Nonalcoholic fatty liver disease (NAFLD) is associated with obesity and type 2 diabetes, and increases the risk for liver cirrhosis and cancer. A diabetes susceptibility gene, ILDR2, encodes a transmembrane protein localized to the ER membrane whose primary physiological functions are unclear. We previously purified ILDR2-containing protein complexes using the tandem affinity purification tags and identified MBOAT7, which mediates acyl-chain remodeling of phosphatidylinositols (PIs).
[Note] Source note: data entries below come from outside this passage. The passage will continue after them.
#[async_trait]
impl Resource for NatGatewayResource {
    fn schema(&self) -> Schema {
        let timeout = || {
            Attribute::optional_computed_int64().with_validator(Validator::int_between(1, 3600))
        };
        Schema::v0()
            .with_description("A NAT gateway giving a VPC's resources outbound connectivity.")
            .with_attribute(
                "name",
                Attribute::required_string().with_validator(Validator::NoZeroValues),
            )
            .with_attribute(
                "type",
                Attribute::required_string()
                    .with_force_new()
                    .with_validator(Validator::string_in_ignore_case(["PUBLIC"])),
            )
            .with_attribute("region", Attribute::required_string().with_force_new())
            .with_attribute(
                "size",
                Attribute::optional_int64()
                    .with_default(json!(1))
                    .with_validator(Validator::int_between(1, 64)),
            )
            .with_attribute("udp_timeout_seconds", timeout())
            .with_attribute("icmp_timeout_seconds", timeout())
            .with_attribute("tcp_timeout_seconds", timeout())
            .with_attribute("project_id", Attribute::optional_computed_string().with_force_new())
            .with_attribute("state", Attribute::computed_string())
            .with_attribute("created_at", Attribute::computed_string())
            .with_attribute("updated_at", Attribute::computed_string())
            .with_block(
                "vpcs",
                NestedBlock::list(
                    Block::new()
                        .with_attribute("vpc_uuid", Attribute::required_string())
                        .with_attribute("gateway_ip", Attribute::computed_string())
                        .with_attribute("default_gateway", Attribute::optional_computed_bool()),
                )
                .with_min_items(1)
                .with_max_items(1)
                .with_force_new(),
            )
            .with_block("egresses", egresses_block().computed())
    }

    fn timeouts(&self) -> Timeouts {
        Timeouts::default()
            .with_create(Duration::from_secs(15 * 60))
            .with_update(Duration::from_secs(15 * 60))
            .with_delete(Duration::from_secs(2 * 60))
    }

    async fn create(
        &self,
        ctx: &OpContext,
        meta: &ProviderMeta,
        data: &mut ResourceData,
    ) -> Result<(), ProviderError> {
        let mut body = settings(data)?;
        body.insert("type".to_string(), json!(data.require_str("type")?.to_uppercase()));
        body.insert("region".to_string(), json!(normalize_region(data.require_str("region")?)));
        let vpcs: Vec<Value> = expand_blocks::<GatewayVpc>(data.get("vpcs"))?
            .into_iter()
            .map(|v| json!({"vpc_uuid": v.vpc_uuid, "default_gateway": v.default_gateway}))
            .collect();
        body.insert("vpcs".to_string(), Value::Array(vpcs));
        if let Some(project_id) = data.get_str("project_id").filter(|s| !s.is_empty()) {
            body.insert("project_id".to_string(), json!(project_id));
        }

        let client = &meta.client;
        let response = client.post(ctx, GATEWAYS_PATH, Value::Object(body)).await?;
        let gateway: NatGateway = extract(&response, "vpc_nat_gateway")?;
        info!(id = %gateway.id, "NAT gateway created, waiting for it to become active");
        data.set_id(gateway.id.as_str());

        let id = gateway.id.as_str();
        let conf = StateChangeConf::new(&["NEW", "UPDATING"], &["ACTIVE"])
            .with_timeout(self.timeouts().create);
        wait_for_state(ctx, &conf, move || async move {
            observe(get_gateway(ctx, client, id).await, |g| g.state.clone())
        })
        .await?;
        Ok(())
    }

    async fn read(
        &self,
        ctx: &OpContext,
        meta: &ProviderMeta,
        data: &mut ResourceData,
    ) -> Result<(), ProviderError> {
        match get_gateway(ctx, &meta.client, data.id()).await {
            Ok(gateway) => set_state(data, &gateway),
            Err(err) => clear_if_not_found(err, "NAT gateway", data),
        }
    }

    async fn update(
        &self,
        ctx: &OpContext,
        meta: &ProviderMeta,
        data: &mut ResourceData,
    ) -> Result<(), ProviderError> {
        let mut changed = vec!["name", "size"];
        changed.extend(TIMEOUT_ATTRIBUTES);
        if !data.has_changes(&changed) {
            return Ok(());
        }
        let body = settings(data)?;
        let client = &meta.client;
        let id = data.id();
        client.put(ctx, &gateway_path(id), Value::Object(body)).await?;

        let conf = StateChangeConf::new(&["NEW", "UPDATING"], &["ACTIVE"])
            .with_timeout(self.timeouts().update);
        wait_for_state(ctx, &conf, move || async move {
            observe(get_gateway(ctx, client, id).await, |g| g.state.clone())
        })
        .await?;
        Ok(())
    }

    async fn delete(
        &self,
        ctx: &OpContext,
        meta: &ProviderMeta,
        data: &mut ResourceData,
    ) -> Result<(), ProviderError> {
        let id = data.id().to_string();
        let client = &meta.client;
        if let Err(err) = client.delete(ctx, &gateway_path(&id), &[]).await {
            return clear_if_not_found(err, "NAT gateway", data);
        }

        let id_ref = id.as_str();
        let conf = StateChangeConf::until_gone(&["ACTIVE", "DELETING"])
            .with_timeout(self.timeouts().delete);
        wait_for_state(ctx, &conf, move || async move {
            observe(get_gateway(ctx, client, id_ref).await, |g| g.state.clone())
        })
        .await?;
        info!(id = %id, "NAT gateway deleted");
        data.clear_id();
        Ok(())
    }
}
The MBOAT7 variant rs641738 T allele is associated with decreased hepatic PI (36:4) and PI (38:3) and an increase in severity of NAFLD. We hypothesized that ILDR2 may influence hepatic Pl composition in NAFLD. We used two mouse models fed a methionine- and choline-deficient (MCD) diet: 1. liver-specific ILDR2 knockout (LKO-ILDR2) using an AAV-Cre/loxP system; and 2. AAV-overexpressing ILDR2 (OX-ILDR2) mice. In LKO-ILDR2 mice compared to AAV-GFP injected ILDR2 floxed (GFP-flox) mice, liver triglyceride (TG) content was significantly increased by 1.6-fold with a significant 1.2-fold increase in plasma TG. In LKO-ILDR2 mice compared to GFP-flox mice, hepatic PI (38:4) was significantly decreased. The livers of LKO-ILDR2 mice showed significantly increased JNK activation, collagen gene expression, and increased in hydroxyproline, suggesting that ILDR2 depletion leads to inflammation and the development of fibrosis. In OX-ILDR2 mice compared to AAV-GFP injected WT (GFP-WT) mice, hepatic PI and PC species were significantly increased. The liver in OX-ILDR2 mice showed decreased expression of JNK and ER stress-related genes, and hydroxyproline, with a slight (9%) decrease in hepatic TG compared to GFP-WT mice. Thus, ILDR2 overexpression attenuated hepatic inflammation, ER stress, and fibrogenesis. Manipulation of hepatic ILDR2 expression is associated with changes in PI and PC molecular species in the liver. Patterns of hepatic phosphatidyl fatty acid composition are associated with NAFLD development. Disclosure K. Watanabe: None. K. Nakayama: None. K. Yoshida: None. E.J. Millings: None. C.A. LeDuc: None. R. Leibel: None. S. Iwamoto: None.